The rules set out in detail the process involved in the auction – from applying to take part, through to bidding and finally issuing the licences to use the spectrum. Ofcom has also confirmed reserve prices for the different lots of spectrum on offer and outlines the timetable for the auction process.
Ed Richards, Ofcom Chief Executive, said: “Today marks an important shift from preparation to the delivery of the auction, which will see widespread 4G mobile services from a range of providers. The entire industry is now focused on the auction itself, with a shared goal of delivering new and improved mobile services for consumers.”
Ofcom has confirmed the reserve prices for the spectrum that is being auctioned. The combined total is £1.3 billion.
Ofcom has also announced December 11th as the provisional date for the submission of applications by prospective bidders. Ofcom will confirm the date in two weeks time, once the regulations have come into force.
The chronology for the auction is:
According to Ofcom, 4G services should make it much quicker to surf the web on mobiles – speeds will be nearer to what is currently experienced with home broadband. Because of this, 4G is ideally suited for high-bandwidth data services such as streaming high-quality video, watching live TV and downloading large files.
For the typical user, download speeds of initial 4G networks could be around 5-7 times those for existing 3G networks. This means a music album taking 20 minutes to download on a 3G phone and just over three minutes on 4G. This is based on existing 3G speeds being 1 Mbit/s on average and 4G speed being 6 Mbit/s (on average between 5 and 7 times faster).

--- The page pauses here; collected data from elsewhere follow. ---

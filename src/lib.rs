//! # rowsort
//!
//! **Row-wise top-k selection and full sort over flat, row-major tensor buffers.**
//!
//! A tensor of shape `[..., C]` is treated as `R = elements / C` independent
//! rows. Per row, rowsort either selects the `k` largest or smallest elements
//! together with their column indices ([`topk`]), or writes the whole row in
//! sorted order with indices ([`sort`]).
//!
//! rowsort never allocates or owns tensor storage. Inputs and outputs are
//! borrowed views ([`TensorView`](tensor::TensorView),
//! [`TensorViewMut`](tensor::TensorViewMut)) over caller-owned buffers.
//!
//! ## Quick Start
//!
//! ```rust
//! use rowsort::prelude::*;
//!
//! let data = [3.0f32, 1.0, 4.0, 1.5, 0.5, 2.0, 8.0, 7.0];
//! let mut values = [0.0f32; 4];
//! let mut indices = [0u32; 4];
//!
//! let input = TensorView::from_slice(&data, &[2, 4])?;
//! let mut out_v = TensorViewMut::from_slice_mut(&mut values, &[2, 2])?;
//! let mut out_i = TensorViewMut::from_slice_mut(&mut indices, &[2, 2])?;
//! rowsort::topk(&mut out_v, &mut out_i, &input, 2, 1, true)?;
//!
//! assert_eq!(values, [4.0, 3.0, 8.0, 7.0]);
//! assert_eq!(indices, [2, 0, 2, 3]);
//! # Ok::<(), rowsort::error::Error>(())
//! ```
//!
//! ## Ordering
//!
//! Rows are ordered by each element type's total order (IEEE 754
//! `totalOrder` for floats, so NaN sorts above +inf). Equal values come out
//! in ascending column order in both directions.
//!
//! ## Feature Flags
//!
//! - `rayon` (default): fan rows out across threads
//! - `f16`: sort support for F16 and BF16 via `half`

#![warn(missing_docs)]
#![warn(clippy::all)]

pub mod dtype;
pub mod error;
pub mod ops;
pub mod runtime;
pub mod tensor;

use ops::SortingOps;
use runtime::cpu::CpuClient;
use tensor::{TensorView, TensorViewMut};

/// Prelude module for convenient imports
pub mod prelude {
    pub use crate::dtype::{DType, Element};
    pub use crate::error::{Error, Result};
    pub use crate::ops::{SortOp, SortingOps};
    pub use crate::runtime::cpu::{CpuClient, ParallelismConfig};
    pub use crate::tensor::{Shape, TensorView, TensorViewMut};
}

/// Row-wise top-k on a default [`CpuClient`].
///
/// See [`SortingOps::topk`].
pub fn topk(
    out_values: &mut TensorViewMut<'_>,
    out_indices: &mut TensorViewMut<'_>,
    input: &TensorView<'_>,
    k: usize,
    axis: usize,
    descending: bool,
) -> error::Result<()> {
    CpuClient::new().topk(out_values, out_indices, input, k, axis, descending)
}

/// Row-wise full sort on a default [`CpuClient`].
///
/// See [`SortingOps::sort`].
pub fn sort(
    out_values: &mut TensorViewMut<'_>,
    out_indices: &mut TensorViewMut<'_>,
    input: &TensorView<'_>,
    axis: usize,
    descending: bool,
) -> error::Result<()> {
    CpuClient::new().sort(out_values, out_indices, input, axis, descending)
}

A number of industry players have expressed concern that the introduction of 4G services will cause interference with Digital Terrestrial Television reception. Although numbers as high as 2.3 million homes have been mentioned, UK Communication Minister Ed Vaizey confirmed mid-July the terms of the £180 million scheme to help householders prevent 4G services interfering with television signals, suggesting in a letter to Ofcom that help would be available for the 900,000 homes which Ofcom estimate will be affected when 4G is introduced.
Most TV viewers will be able to solve any problems by fitting a filter, which will be provided free-of-charge by the assistance scheme. But for some homes, an engineer will need to fit the filter to a rooftop aerial. Vaizey confirmed that vouchers will be provided to eligible households to pay for the installation.
In a very limited number of cases where filters cannot improve the TV service, assistance would be provided to switch to free-to-view satellite or to cable TV. Extra support will also be offered to vulnerable consumers.